Let’s say you sell software engineering tools and want to automate the collection of sales data to fill your pipeline with qualified leads. Here’s a quick run-through of how you might do it in Clay.

  1. Create a new base and enter a few dream customers, like Stripe or Twilio.
  2. Select an integration such as Google or Clearbit to find domain names.
  3. Select an integration such as Owler to build an enriched customer profile, specifying the data you want (revenue, funding, employee count).
  4. Use keywords (engineer, engineering manager, senior engineer) to find contacts at your dream customer, specifying the data you want (name, role, email, social media URL).
  5. Compile leads into lists by company. Every new potential customer will go through the same automated process you just built, reducing hours of manual labor into seconds.
  6. Push the leads into Outreach or another email automation tool of your choice.
  7. Alternatively, crosscheck your team’s LinkedIn network to find introduction opportunities.

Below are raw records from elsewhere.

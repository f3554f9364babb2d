//! Storage collaborator seen by the analysis core.

use crate::emotion::{DiarySummary, EmotionRecord, NewEmotionRecord};
use crate::error::Result;
use chrono::{DateTime, Utc};
use serde::{Deserialize, Serialize};

#[derive(Debug, Clone, Copy, PartialEq, Eq, Serialize, Deserialize)]
#[serde(rename_all = "lowercase")]
pub enum AnalysisStatus {
    Pending,
    Completed,
}

impl AnalysisStatus {
    pub fn as_str(&self) -> &'static str {
        match self {
            AnalysisStatus::Pending => "pending",
            AnalysisStatus::Completed => "completed",
        }
    }

    pub fn from_str(s: &str) -> Option<AnalysisStatus> {
        match s {
            "pending" => Some(AnalysisStatus::Pending),
            "completed" => Some(AnalysisStatus::Completed),
            _ => None,
        }
    }
}

#[derive(Debug, Clone, PartialEq, Serialize, Deserialize)]
pub struct Diary {
    pub id: i64,
    pub user_id: i64,
    pub content: String,
    pub analysis_status: AnalysisStatus,
    /// Summary of the analysis, once there is one
    pub emotion_score: Option<DiarySummary>,
    pub created_at: DateTime<Utc>,
    pub updated_at: DateTime<Utc>,
}

/// Diary/analysis persistence used by the orchestrator and the aggregators.
///
/// Implementations must write an analysis record and its diary summary
/// together in [`EmotionStore::persist_analysis`]; the default version is
/// only as atomic as the two calls it makes.
pub trait EmotionStore: Send + Sync {
    /// Diary `diary_id` if it exists and belongs to `owner_id`
    fn fetch_diary(&self, diary_id: i64, owner_id: i64) -> Result<Option<Diary>>;

    fn find_record_by_diary(&self, diary_id: i64) -> Result<Option<EmotionRecord>>;

    fn save_record(&self, record: &NewEmotionRecord) -> Result<EmotionRecord>;

    /// Mark the diary analyzed and store the summary snapshot
    fn update_diary_summary(&self, diary_id: i64, summary: &DiarySummary) -> Result<()>;

    fn persist_analysis(&self, record: &NewEmotionRecord, summary: &DiarySummary) -> Result<EmotionRecord> {
        let saved = self.save_record(record)?;
        self.update_diary_summary(record.diary_id, summary)?;
        Ok(saved)
    }

    /// User's records analyzed at or after `since`, oldest first
    fn records_since(&self, user_id: i64, since: DateTime<Utc>) -> Result<Vec<EmotionRecord>>;

    /// User's newest records with confidence strictly above `min_confidence`
    fn recent_confident_records(
        &self,
        user_id: i64,
        min_confidence: f64,
        limit: usize,
    ) -> Result<Vec<EmotionRecord>>;

    /// One page of the user's records, newest first, with diary text, plus the total count
    fn analysis_page(
        &self,
        user_id: i64,
        offset: usize,
        limit: usize,
    ) -> Result<(Vec<(EmotionRecord, String)>, usize)>;

    fn count_diaries(&self, user_id: i64, since: Option<DateTime<Utc>>) -> Result<usize>;

    fn count_records(&self, user_id: i64) -> Result<usize>;
}
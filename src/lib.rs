//! In-memory lexical semantic network (WordNet-style) with relation-filtered
//! traversal, set algebra between networks and similarity metrics.
//! Run Criterion benchmarks with `cargo bench` to inspect reports under `target/criterion`.

pub mod algo;
pub mod bench_utils;
pub mod bfs;
pub mod cache;
pub mod config;
pub mod errors;
pub mod graph;
pub mod index;
pub mod recovery;
pub mod schema;
pub mod similarity;
pub mod store;

pub use crate::algo::PathWalk;
pub use crate::bfs::{BreadthFirstWalk, WalkStep};
pub use crate::config::{LexnetConfig, SimilarityConfig, StoreConfig};
pub use crate::errors::WordNetError;
pub use crate::graph::{
    Literal, NetworkStats, PartOfSpeech, Relation, Synset, WILDCARD_RELATION, WordNet,
};
pub use crate::similarity::SimilarityMetrics;
pub use crate::store::SnapshotStore;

Clay’s Chrome extension augments your data collection, too, as in the image above. The extension recognizes and captures structured data, then maps it to fields on your spreadsheet. Above, it’s capturing open engineering roles. Once that data is fed to the spreadsheet, it will find the companies, identify their senior engineering employees, and compile their contact information, so it’s ready for an email automation workflow.

The future of spreadsheets: How the no-code movement is creating spreadsheets that run like CRMs

Just like a spreadsheet can be the interface of a database, so, too, can a spreadsheet turn into the command center of a customer relationship management (CRM) platform. That opens up new possibilities for sales, marketing, product, and other teams that often share the same CRM but have unique needs that a one-size-fits-all solution can’t meet. For instance:

  • Sales needs to follow each customer’s buying journey and monitor post-sales activity for upsell opportunities.
  • Marketing needs to focus on campaign performance, brand mentions, and competitor activity.
  • Engineering needs to build a CRM for developer tracking, so it can track customers’ technical issues.
  • Customer success needs to track tickets in Zendesk while watching conversations on Intercom and Slack.

What if, instead of sharing one heavyweight CRM, each of these teams could build their own lightweight solution that captures the exact CRM data their workflows need? Clay makes that possible. With it, a sales team could rapidly build an automated spreadsheet that:

  • Captures leads and shows when and where they came from, such as a Typeform survey
  • Triggers flows based on actions you define, such as sending automated Calendly emails at specific status updates
  • Shows each customer’s buying journey, such as their site activity on FullStory and lead status
  • Sets up reminders, so the customer success team delivers contract renewals well ahead of time

There’s so much you could do from there, too. Pull the handles of everyone who follows a specific Twitter account, such as an influencer in your industry. Or standardize your customer onboarding process for a strong post-sales experience by automating tasks such as billing and check-in reminders.

Change the course of spreadsheet history with Clay

The spreadsheet has been nothing short of a history-making tool. Decades ago, it brought business software to personal computers, helping people save time on numbers-based tasks, from budgeting to organizing Little League rosters. Nearly 50 years later, the spreadsheet enters a new age, one where it can fill and update itself using the internet as a data source.

We can't wait to see where they go next.